Leading analyst Geof Collyer has reiterated his Hold recommendation for JD Wetherspoon ahead of its H1 results next Friday, saying that it’s share price “seems high enough for now”, and suggested that the market is “getting maybe a little ahead of itself” in terms of expected upgrades.

Collyer, of Deutsche Bank, who reiterated his 695p Target Price for the company, said: “JDW expects H1’14 EBITA margins to be c.8.1%, 20 bps below H1’13. This should reduce the forecast +10% top line growth (driven by +5.2% lfls) to c.+7% at the EBITA level, and to +5% at the EPS level, also impacted by 7% higher net finance charge.

“This means that our PBT forecasts are the same as at this stage last year, yet the shares have risen by 62% - yet more evidence of the market getting maybe a little ahead of itself in terms of expected upgrades for a UK domestic consumer stock, in our view.

“We see a slower lfls performance in H2 and do not expect guidance on margins to be raised for the full year. PBT and EPS growth will be significantly helped over the next three years by lower net finance costs due to new swap contracts, but EBITA growth looks set to remain no better than mid-single digit, dependent more on the roll out than the UK economic recovery.
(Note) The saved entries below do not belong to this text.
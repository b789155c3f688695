//! Cluster topology and key scanning
//!
//! - Shard discovery via CLUSTER NODES (primaries only)
//! - Slot mapping and CRC16 calculation for key routing
//! - Lazy per-shard and cluster-wide SCAN iteration

pub mod node;
pub mod scanner;
pub mod topology;

pub use node::{ClusterNode, Endpoint};
pub use scanner::{list_endpoints, scan, scan_cluster, ClusterScan, ScanItem, ShardScan};
pub use topology::{slot_for_key, Topology};
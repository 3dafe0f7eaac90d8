//! Game state and core simulation types
//!
//! Everything a session mutates lives here: the entity collections, the player,
//! the camera, score and phase.

use glam::Vec2;
use rand::{Rng, SeedableRng};
use rand_pcg::Pcg32;
use serde::{Deserialize, Serialize};

use super::collision::Aabb;
use super::generator::Frontier;
use crate::config::GameConfig;
use crate::consts::*;
use crate::sample_range;

/// Entity identity, never reused within a session
#[derive(Debug, Clone, Copy, PartialEq, Eq, PartialOrd, Ord, Hash, Serialize, Deserialize)]
pub struct EntityId(pub u32);

/// Why the info panel is open
#[derive(Debug, Clone, Copy, PartialEq, Eq, Serialize, Deserialize)]
pub enum InfoPanel {
    /// Every active key has been collected
    AllKeysCollected,
    /// Résumé entry unlocked by the n-th key (1-based)
    ResumeEntry(u32),
}

/// Current phase of the session
#[derive(Debug, Clone, Copy, PartialEq, Eq, Serialize, Deserialize)]
pub enum GamePhase {
    /// Active gameplay
    Running,
    /// Simulation paused behind an info panel until Continue
    ShowingInfo(InfoPanel),
    /// Player hit an obstacle; only a restart leaves this phase
    GameOver,
}

impl GamePhase {
    pub fn is_running(&self) -> bool {
        matches!(self, GamePhase::Running)
    }
}

/// Static collidable surface
#[derive(Debug, Clone, Serialize, Deserialize)]
pub struct Platform {
    pub id: EntityId,
    pub pos: Vec2,
    /// Horizontal scale factor applied to the platform sprite
    pub scale: f32,
}

impl Platform {
    pub fn bounds(&self) -> Aabb {
        Aabb::from_center(self.pos, Vec2::new(PLATFORM_WIDTH * self.scale, PLATFORM_HEIGHT))
    }

    /// Y coordinate of the walkable top surface
    pub fn top(&self) -> f32 {
        self.pos.y - PLATFORM_HEIGHT / 2.0
    }
}

/// Immovable hazard sitting on a platform
#[derive(Debug, Clone, Serialize, Deserialize)]
pub struct Obstacle {
    pub id: EntityId,
    pub pos: Vec2,
}

impl Obstacle {
    pub fn bounds(&self) -> Aabb {
        Aabb::from_center(self.pos, Vec2::splat(OBSTACLE_SIZE))
    }
}

/// Collectible that falls and bounces on platforms
#[derive(Debug, Clone, Serialize, Deserialize)]
pub struct Key {
    pub id: EntityId,
    pub pos: Vec2,
    pub vel: Vec2,
    /// Fraction of vertical speed kept on a platform bounce
    pub bounce: f32,
}

impl Key {
    pub fn bounds(&self) -> Aabb {
        Aabb::from_center(self.pos, Vec2::splat(KEY_SIZE))
    }
}

/// The player entity
#[derive(Debug, Clone, Serialize, Deserialize)]
pub struct Player {
    pub pos: Vec2,
    pub vel: Vec2,
    /// Standing on a supporting surface (gates jumping)
    pub grounded: bool,
    pub score: u64,
    pub keys_collected: u32,
}

impl Player {
    pub fn new(pos: Vec2) -> Self {
        Self {
            pos,
            vel: Vec2::ZERO,
            grounded: false,
            score: 0,
            keys_collected: 0,
        }
    }

    pub fn bounds(&self) -> Aabb {
        Aabb::from_center(self.pos, Vec2::new(PLAYER_WIDTH, PLAYER_HEIGHT))
    }
}

/// Horizontal-scrolling camera
#[derive(Debug, Clone, Copy, Serialize, Deserialize)]
pub struct Camera {
    pub scroll_x: f32,
    pub width: f32,
    pub height: f32,
}

impl Camera {
    pub fn left(&self) -> f32 {
        self.scroll_x
    }

    pub fn right(&self) -> f32 {
        self.scroll_x + self.width
    }

    /// Center the camera on `x`, never scrolling left of the world origin
    pub fn follow(&mut self, x: f32) {
        self.scroll_x = (x - self.width / 2.0).max(0.0);
    }
}

/// Reference to a live entity of any kind
#[derive(Debug, Clone, Copy, PartialEq, Eq, Serialize, Deserialize)]
pub enum EntityRef {
    Platform(EntityId),
    Obstacle(EntityId),
    Key(EntityId),
}

/// Live entity collections plus the player
#[derive(Debug, Clone, Serialize, Deserialize)]
pub struct World {
    pub player: Player,
    pub platforms: Vec<Platform>,
    pub obstacles: Vec<Obstacle>,
    pub keys: Vec<Key>,
    pub camera: Camera,
    /// Next entity ID
    next_id: u32,
}

impl World {
    pub fn new(player: Player, camera: Camera) -> Self {
        Self {
            player,
            platforms: Vec::new(),
            obstacles: Vec::new(),
            keys: Vec::new(),
            camera,
            next_id: 1,
        }
    }

    /// Allocate a new entity ID
    pub fn next_entity_id(&mut self) -> EntityId {
        let id = EntityId(self.next_id);
        self.next_id += 1;
        id
    }

    pub fn spawn_platform(&mut self, pos: Vec2, scale: f32) -> EntityId {
        let id = self.next_entity_id();
        self.platforms.push(Platform { id, pos, scale });
        id
    }

    pub fn spawn_obstacle(&mut self, pos: Vec2) -> EntityId {
        let id = self.next_entity_id();
        self.obstacles.push(Obstacle { id, pos });
        id
    }

    pub fn spawn_key(&mut self, pos: Vec2, bounce: f32) -> EntityId {
        let id = self.next_entity_id();
        self.keys.push(Key {
            id,
            pos,
            vel: Vec2::ZERO,
            bounce,
        });
        id
    }

    /// Remove an entity. Returns false (and does nothing) if it is already gone.
    pub fn remove(&mut self, entity: EntityRef) -> bool {
        match entity {
            EntityRef::Platform(id) => remove_by_id(&mut self.platforms, id, |p| p.id),
            EntityRef::Obstacle(id) => remove_by_id(&mut self.obstacles, id, |o| o.id),
            EntityRef::Key(id) => remove_by_id(&mut self.keys, id, |k| k.id),
        }
    }

    /// Active (uncollected, unculled) key count
    pub fn active_keys(&self) -> usize {
        self.keys.len()
    }

    /// Rightmost live platform x by full scan (the tracked frontier should match)
    pub fn rightmost_platform_x(&self) -> Option<f32> {
        self.platforms.iter().map(|p| p.pos.x).reduce(f32::max)
    }

    /// Collections stay in ID order: spawns append fresh IDs and removals
    /// preserve the order of what remains
    pub fn is_id_ordered(&self) -> bool {
        self.platforms.is_sorted_by_key(|p| p.id)
            && self.obstacles.is_sorted_by_key(|o| o.id)
            && self.keys.is_sorted_by_key(|k| k.id)
    }
}

fn remove_by_id<T>(items: &mut Vec<T>, id: EntityId, id_of: impl Fn(&T) -> EntityId) -> bool {
    match items.iter().position(|item| id_of(item) == id) {
        Some(index) => {
            items.remove(index);
            true
        }
        None => false,
    }
}

/// Notifications for the host (audio, HUD, dialogs)
#[derive(Debug, Clone, PartialEq, Serialize, Deserialize)]
pub enum GameEvent {
    /// A key was picked up; `score` is the new total
    KeyCollected { id: EntityId, score: u64, remaining: usize },
    /// An info panel opened and the simulation paused
    InfoShown(InfoPanel),
    /// The info panel was dismissed and play resumed
    Resumed,
    /// Player hit an obstacle
    GameOver { obstacle: EntityId, score: u64 },
    /// A new session replaced the previous one
    Restarted { epoch: u64 },
    /// A platform segment was generated ahead of the camera
    SegmentSpawned { platform: EntityId, obstacle: Option<EntityId>, key: Option<EntityId> },
    /// A timer dropped a key from above
    KeyDropped { id: EntityId },
}

/// Complete session state
#[derive(Debug, Clone)]
pub struct GameState {
    /// Run seed for reproducibility
    pub seed: u64,
    /// Session counter; bumped on every restart
    pub epoch: u64,
    pub rng: Pcg32,
    pub config: GameConfig,
    pub phase: GamePhase,
    pub world: World,
    /// Rightmost platform x, maintained on every spawn
    pub frontier: Frontier,
    /// Simulation tick counter
    pub time_ticks: u64,
    /// Furthest x the player reached
    pub distance: f32,
    /// Events raised since the host last drained them
    pub events: Vec<GameEvent>,
}

impl GameState {
    /// Build a fresh session from the starter layout
    pub fn new(config: GameConfig, seed: u64) -> Self {
        Self::with_epoch(config, seed, 0)
    }

    pub(crate) fn with_epoch(config: GameConfig, seed: u64, epoch: u64) -> Self {
        let mut rng = Pcg32::seed_from_u64(seed);
        let starter = &config.starter;
        let camera = Camera {
            scroll_x: 0.0,
            width: config.viewport.width,
            height: config.viewport.height,
        };
        let mut world = World::new(Player::new(Vec2::new(starter.player_x, starter.player_y)), camera);

        for p in &starter.platforms {
            world.spawn_platform(Vec2::new(p.x, p.y), p.scale);
        }
        for i in 0..starter.key_count {
            let x = starter.key_start_x + i as f32 * starter.key_step_x;
            let bounce = sample_range(&mut rng, KEY_BOUNCE_MIN, KEY_BOUNCE_MAX);
            world.spawn_key(Vec2::new(x, starter.key_y), bounce);
        }

        let frontier = Frontier::from_platforms(&world.platforms);
        let distance = world.player.pos.x;

        Self {
            seed,
            epoch,
            rng,
            config,
            phase: GamePhase::Running,
            world,
            frontier,
            time_ticks: 0,
            distance,
            events: Vec::new(),
        }
    }

    /// Derive the seed for the session that replaces this one
    pub fn next_seed(&mut self) -> u64 {
        self.rng.random()
    }

    pub fn emit(&mut self, event: GameEvent) {
        self.events.push(event);
    }

    /// Take all pending events
    pub fn drain_events(&mut self) -> Vec<GameEvent> {
        std::mem::take(&mut self.events)
    }

    pub fn score(&self) -> u64 {
        self.world.player.score
    }
}

#[cfg(test)]
mod tests {
    use super::*;

    #[test]
    fn test_starter_layout() {
        let state = GameState::new(GameConfig::default(), 7);
        assert_eq!(state.phase, GamePhase::Running);
        assert_eq!(state.world.platforms.len(), 4);
        assert_eq!(state.world.active_keys(), 12);
        assert_eq!(state.frontier.x(), 750.0);
        assert_eq!(state.world.keys[11].pos.x, 12.0 + 11.0 * 70.0);
        for key in &state.world.keys {
            assert!((KEY_BOUNCE_MIN..=KEY_BOUNCE_MAX).contains(&key.bounce));
        }
    }

    #[test]
    fn test_ids_are_not_reused() {
        let mut state = GameState::new(GameConfig::default(), 1);
        let id = state.world.spawn_obstacle(Vec2::new(10.0, 10.0));
        assert!(state.world.remove(EntityRef::Obstacle(id)));
        let next = state.world.spawn_obstacle(Vec2::new(10.0, 10.0));
        assert!(next > id);
    }

    #[test]
    fn test_remove_twice_is_noop() {
        let mut state = GameState::new(GameConfig::default(), 1);
        let id = state.world.keys[0].id;
        assert!(state.world.remove(EntityRef::Key(id)));
        assert!(!state.world.remove(EntityRef::Key(id)));
        assert_eq!(state.world.active_keys(), 11);
    }

    #[test]
    fn test_removals_keep_id_order() {
        let mut state = GameState::new(GameConfig::default(), 1);
        let world = &mut state.world;
        let middle = world.keys[5].id;
        world.remove(EntityRef::Key(middle));
        world.spawn_key(Vec2::new(900.0, 0.0), 0.5);
        world.keys.retain(|k| k.pos.x > 100.0);
        world.spawn_obstacle(Vec2::new(950.0, 300.0));
        assert!(world.is_id_ordered());

        world.keys.swap(0, 1);
        assert!(!world.is_id_ordered());
    }

    #[test]
    fn test_camera_follow_clamps_at_origin() {
        let mut camera = Camera { scroll_x: 0.0, width: 800.0, height: 600.0 };
        camera.follow(100.0);
        assert_eq!(camera.left(), 0.0);
        camera.follow(1500.0);
        assert_eq!(camera.left(), 1100.0);
        assert_eq!(camera.right(), 1900.0);
    }
}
“On nearly 16x FY’15E P/E, JDW is now trading on a 15% premium to its managed pub retail peers as well as a 22% premium to its own 10-year average EV/EBITA multiple (our preferred valuation metric). The share price seems high enough for now.”

Collyer said his margin forecast of -20 bps in H1 EBITA has a number of negative impacts: (i) lower gross margins; (ii) more investment in front line and training staff costs; (iii) continued IT investment for the new EPOS system; (iv) higher lease rental costs; and (v) higher repairs and maintenance spend.